Welcome to the Hsieh Lab!
Stem cells in the adult mammalian brain maintain tissue homeostasis,
represent an extraordinary example of brain plasticity, and may
contribute to repair and regeneration after brain injury, such as
epilepsy and stroke. Moreover, as putative cancer stem cells, neural
stem cells are suspected to be the root of brain malignancies like
glioblastoma multiforme. The persistence of neurogenesis in the
postnatal hippocampus suggests that stem cells might contribute to
learning and memory formation, in a multistep process that involves
cell proliferation, cell cycle exit, a choice between survival and
death, and cell fate decisions, including neurons versus glial.
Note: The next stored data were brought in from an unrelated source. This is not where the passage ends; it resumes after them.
// Copyright (C) 2025 SyncMyOrders Sp. z o.o.
// SPDX-License-Identifier: AGPL-3.0-or-later
//! Redfish Resources
//!
//! Typed shapes for the commonly used parts of the Redfish and Swordfish
//! resource graph, built on `redfish-core`.
//!
//! Every shape embeds an [`Entity`](redfish_core::Entity), implements
//! [`Resource`](redfish_core::Resource) and exposes its links as accessor
//! methods that fetch on demand through the client the shape was fetched
//! with. Shapes with writable properties can be mutated in place and saved
//! with [`commit`](redfish_core::commit).
//!
//! # Example
//!
//! ```no_run
//! use redfish_core::{ApiClient, ReqwestTransport, TransportConfig, commit};
//! use redfish_resources::{ResetType, ServiceRoot};
//!
//! # async fn example() -> Result<(), Box<dyn std::error::Error>> {
//! let transport = ReqwestTransport::new(TransportConfig::from_env()?)?;
//! let client = ApiClient::new(transport);
//!
//! let root = ServiceRoot::fetch(&client).await?;
//! for mut system in root.systems().await?.into_result()? {
//!     system.set_boot_override("Pxe", "Once");
//!     commit(&mut system).await?;
//!     system.reset(ResetType::ForceRestart).await?.finish().await?;
//! }
//! # Ok(())
//! # }
//! ```

mod chassis;
mod common;
mod drive;
mod fabric;
mod processor;
mod service_root;
mod storage;
mod system;
mod task_service;
mod volume;

pub use chassis::{Chassis, ChassisLinks};
pub use common::{IndicatorLed, PowerState, Status};
pub use drive::{Drive, DriveLinks};
pub use fabric::{ConnectedEntity, Endpoint, Fabric, Zone, ZoneLinks};
pub use processor::Processor;
pub use service_root::ServiceRoot;
pub use storage::{Storage, StorageController};
pub use system::{Boot, ComputerSystem, ResetType, SystemLinks};
pub use task_service::TaskService;
pub use volume::{InitializeType, Volume, VolumeLinks};

pub use redfish_core::{Task, TaskMonitor, TaskState};
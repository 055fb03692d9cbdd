// Copyright (C) 2025 SyncMyOrders Sp. z o.o.
// SPDX-License-Identifier: AGPL-3.0-or-later
//! Task monitor: drives an asynchronous operation to its terminal response.
//!
//! A service answers a long-running request with `202 Accepted`, a
//! `Location` header naming the task monitor and optionally `Retry-After`.
//! [`TaskMonitor::wait`] polls the monitor until it stops answering 202 and
//! returns that final response, publishing every intermediate [`Task`]
//! snapshot to an optional status channel.

use std::time::Duration;

use chrono::{DateTime, FixedOffset};
use redfish_http::{HttpResponse, RetryAfter};
use serde::de::DeserializeOwned;
use serde::{Deserialize, Serialize};
use tokio::sync::mpsc;
use tokio::time::Instant;
use tracing::{debug, instrument};

use crate::client::ApiClient;
use crate::entity::Entity;
use crate::error::{RedfishError, Result};
use crate::message::Message;

// Deadline used when a server delay does not fit in an `Instant`.
const FAR_FUTURE: Duration = Duration::from_secs(86_400 * 365 * 30);

/// Lifecycle state of a task.
#[derive(Debug, Clone, Copy, Default, PartialEq, Eq, Hash, Serialize, Deserialize)]
pub enum TaskState {
    New,
    Starting,
    Running,
    Suspended,
    Interrupted,
    Pending,
    Stopping,
    Completed,
    Killed,
    Exception,
    Service,
    UserIntervention,
    Cancelling,
    Cancelled,
    /// A state this library does not know about.
    #[default]
    #[serde(other)]
    Unknown,
}

impl TaskState {
    /// Whether the task will make no further progress.
    pub fn is_terminal(&self) -> bool {
        matches!(
            self,
            TaskState::Completed | TaskState::Killed | TaskState::Exception | TaskState::Cancelled
        )
    }
}

/// Snapshot of a server task, as served by the task service or returned in
/// the body of a 202 from a task monitor.
#[derive(Debug, Clone, Default, PartialEq, Serialize, Deserialize)]
pub struct Task {
    #[serde(flatten)]
    pub entity: Entity,
    #[serde(rename = "TaskState", default)]
    pub task_state: TaskState,
    /// Health of the task (`OK`, `Warning`, `Critical`).
    #[serde(rename = "TaskStatus", default, skip_serializing_if = "Option::is_none")]
    pub task_status: Option<String>,
    #[serde(rename = "PercentComplete", default, skip_serializing_if = "Option::is_none")]
    pub percent_complete: Option<u32>,
    #[serde(rename = "StartTime", default, skip_serializing_if = "Option::is_none")]
    pub start_time: Option<String>,
    #[serde(rename = "EndTime", default, skip_serializing_if = "Option::is_none")]
    pub end_time: Option<String>,
    #[serde(rename = "Messages", default, skip_serializing_if = "Vec::is_empty")]
    pub messages: Vec<Message>,
    /// URI of the monitor for this task.
    #[serde(rename = "TaskMonitor", default, skip_serializing_if = "Option::is_none")]
    pub task_monitor: Option<String>,
}
crate::resource!(Task);

impl Task {
    pub fn started_at(&self) -> Option<DateTime<FixedOffset>> {
        parse_timestamp(self.start_time.as_deref())
    }

    pub fn ended_at(&self) -> Option<DateTime<FixedOffset>> {
        parse_timestamp(self.end_time.as_deref())
    }

    /// A monitor for this task, when the service advertises one.
    pub fn monitor(&self) -> Result<Option<TaskMonitor>> {
        let client = self.entity.client()?;
        Ok(self
            .task_monitor
            .as_deref()
            .filter(|uri| !uri.is_empty())
            .map(|uri| TaskMonitor::new(client.clone(), uri)))
    }
}

fn parse_timestamp(value: Option<&str>) -> Option<DateTime<FixedOffset>> {
    value.and_then(|v| DateTime::parse_from_rfc3339(v).ok())
}

/// Handle to an asynchronous operation in progress.
///
/// Delay before each poll:
/// - the last `Retry-After` from the service, raised to the caller's poll
///   interval when one was set
/// - otherwise the caller's poll interval
/// - otherwise `ClientConfig::task_poll_floor`
///
/// A `Retry-After` applies only to the poll that follows the response
/// carrying it.
#[derive(Debug)]
pub struct TaskMonitor {
    client: ApiClient,
    uri: String,
    retry_after: Option<RetryAfter>,
    poll_interval: Option<Duration>,
    status: Option<mpsc::Sender<Task>>,
}

impl TaskMonitor {
    /// Monitor the given URI.
    pub fn new(client: ApiClient, uri: impl Into<String>) -> Self {
        Self {
            client,
            uri: uri.into(),
            retry_after: None,
            poll_interval: None,
            status: None,
        }
    }

    /// Monitor named by a `202 Accepted` response's `Location` header.
    ///
    /// Returns `None` for any other response.
    pub fn from_response(client: &ApiClient, response: &HttpResponse) -> Option<Self> {
        if !response.is_accepted() {
            return None;
        }
        let location = response.headers.location().filter(|l| !l.is_empty())?;
        Some(Self {
            retry_after: response.headers.retry_after(),
            ..Self::new(client.clone(), location)
        })
    }

    pub fn uri(&self) -> &str {
        &self.uri
    }

    /// Delay hint for the next poll.
    pub fn retry_after(&self) -> Option<RetryAfter> {
        self.retry_after
    }

    pub fn with_retry_after(mut self, retry_after: RetryAfter) -> Self {
        self.retry_after = Some(retry_after);
        self
    }

    /// Minimum time between polls.
    pub fn with_poll_interval(mut self, interval: Duration) -> Self {
        self.poll_interval = Some(interval);
        self
    }

    /// Publish each intermediate task snapshot to `sender`.
    ///
    /// Snapshots arrive in receipt order. The sender is dropped when the
    /// wait returns, which closes the channel.
    pub fn with_status_channel(mut self, sender: mpsc::Sender<Task>) -> Self {
        self.status = Some(sender);
        self
    }

    fn next_delay(&self, retry_after: Option<RetryAfter>) -> Duration {
        match (retry_after.map(|r| r.delay()), self.poll_interval) {
            (Some(server), Some(caller)) => server.max(caller),
            (Some(server), None) => server,
            (None, Some(caller)) => caller,
            (None, None) => self.client.config().task_poll_floor,
        }
    }

    /// Poll until the monitor returns a terminal response.
    ///
    /// A 2xx other than 202 is returned as is. A non-2xx status is mapped to
    /// the matching error. Cancellation is observed during every wait and
    /// request; no poll is issued after it fires.
    #[instrument(skip(self), fields(monitor = %self.uri))]
    pub async fn wait(self) -> Result<HttpResponse> {
        let mut retry_after = self.retry_after;
        let mut polls = 0u32;

        loop {
            let delay = self.next_delay(retry_after);
            debug!(delay_ms = delay.as_millis() as u64, "Waiting before next poll");
            self.client.sleep_until(deadline_after(delay)).await?;

            let response = self.client.get(&self.uri).await?;
            polls += 1;

            if !response.is_accepted() {
                debug!(status = response.status, polls, "Task reached terminal response");
                return Ok(response);
            }

            retry_after = response.headers.retry_after();

            let snapshot = if response.has_body() {
                match response.json::<Task>() {
                    Ok(task) => Some(task),
                    Err(e) => {
                        debug!(error = %e, "Ignoring undecodable task snapshot");
                        None
                    }
                }
            } else {
                None
            };

            if let Some(task) = snapshot {
                debug!(
                    state = ?task.task_state,
                    percent = task.percent_complete,
                    "Task in progress"
                );
                self.publish(task).await?;
            }
        }
    }

    async fn publish(&self, task: Task) -> Result<()> {
        let Some(sender) = &self.status else {
            return Ok(());
        };
        tokio::select! {
            biased;
            _ = self.client.cancellation_token().cancelled() => Err(RedfishError::Cancelled),
            sent = sender.send(task) => {
                if sent.is_err() {
                    debug!("Status receiver dropped");
                }
                Ok(())
            }
        }
    }

    /// Poll to completion and decode the terminal body as `T`.
    pub async fn wait_for_object<T: DeserializeOwned>(self) -> Result<T> {
        let uri = self.uri.clone();
        let response = self.wait().await?;
        if !response.has_body() {
            return Err(RedfishError::decode(&uri, "terminal response has no body"));
        }
        response.json().map_err(|e| RedfishError::decode(&uri, e))
    }

    /// Ask the service to cancel the task by deleting its monitor.
    #[instrument(skip(self), fields(monitor = %self.uri))]
    pub async fn cancel(&self) -> Result<()> {
        self.client.delete(&self.uri).await?;
        Ok(())
    }
}

fn deadline_after(delay: Duration) -> Instant {
    let now = Instant::now();
    now.checked_add(delay)
        .or_else(|| now.checked_add(FAR_FUTURE))
        .unwrap_or(now)
}

#[cfg(test)]
mod tests {
    use super::*;
    use serde_json::json;

    #[test]
    fn test_unknown_state_is_tolerated() {
        let task: Task = serde_json::from_value(json!({
            "@odata.id": "/redfish/v1/TaskService/Tasks/1",
            "Id": "1",
            "TaskState": "Reticulating",
            "PercentComplete": 40
        }))
        .unwrap();
        assert_eq!(task.task_state, TaskState::Unknown);
        assert!(!task.task_state.is_terminal());
        assert_eq!(task.percent_complete, Some(40));
    }

    #[test]
    fn test_decode_every_state() {
        let states = [
            ("New", TaskState::New),
            ("Starting", TaskState::Starting),
            ("Running", TaskState::Running),
            ("Suspended", TaskState::Suspended),
            ("Interrupted", TaskState::Interrupted),
            ("Pending", TaskState::Pending),
            ("Stopping", TaskState::Stopping),
            ("Completed", TaskState::Completed),
            ("Killed", TaskState::Killed),
            ("Exception", TaskState::Exception),
            ("Service", TaskState::Service),
            ("UserIntervention", TaskState::UserIntervention),
            ("Cancelling", TaskState::Cancelling),
            ("Cancelled", TaskState::Cancelled),
        ];
        for (name, expected) in states {
            let task: Task =
                serde_json::from_value(json!({"Id": "1", "TaskState": name})).unwrap();
            assert_eq!(task.task_state, expected, "{}", name);
        }
        assert!(!TaskState::UserIntervention.is_terminal());
    }

    #[test]
    fn test_deadline_saturates_on_huge_delay() {
        let before = Instant::now();
        let deadline = deadline_after(Duration::from_secs(u64::MAX));
        assert!(deadline >= before + Duration::from_secs(86_400));
    }

    #[test]
    fn test_terminal_states() {
        for state in [
            TaskState::Completed,
            TaskState::Killed,
            TaskState::Exception,
            TaskState::Cancelled,
        ] {
            assert!(state.is_terminal(), "{:?}", state);
        }
        assert!(!TaskState::Running.is_terminal());
        assert!(!TaskState::Cancelling.is_terminal());
    }

    #[test]
    fn test_timestamps() {
        let task = Task {
            start_time: Some("2024-03-01T10:00:00+01:00".to_string()),
            end_time: Some("not a date".to_string()),
            ..Task::default()
        };
        assert_eq!(
            task.started_at().map(|t| t.to_rfc3339()),
            Some("2024-03-01T10:00:00+01:00".to_string())
        );
        assert!(task.ended_at().is_none());
    }

    #[test]
    fn test_detached_task_has_no_monitor() {
        let task = Task {
            task_monitor: Some("/redfish/v1/TaskMonitors/1".to_string()),
            ..Task::default()
        };
        assert!(matches!(task.monitor(), Err(RedfishError::NotSupported(_))));
    }
}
Many
factors can modulate adult neurogenesis, such as seizure activity,
stress, hormones, and aging, but how these cell-extrinsic signals
transduce their fate-directing effects to the stem cell genome is
largely unknown.
A major focus of our lab is to understand the signaling circuitry and transcriptional regulatory mechanisms that govern neural stem cell fate decisions in both normal and disease states. Current projects are aimed at defining the roles of transcriptional/epigenetic regulatory proteins such as NRSF/REST, histone deacetylases (HDACs), and MEF2 in adult neural stem cells. We have also taken a chemical biology approach to identify novel small-molecules to study self-renewal and differentiation of glioma stem cells.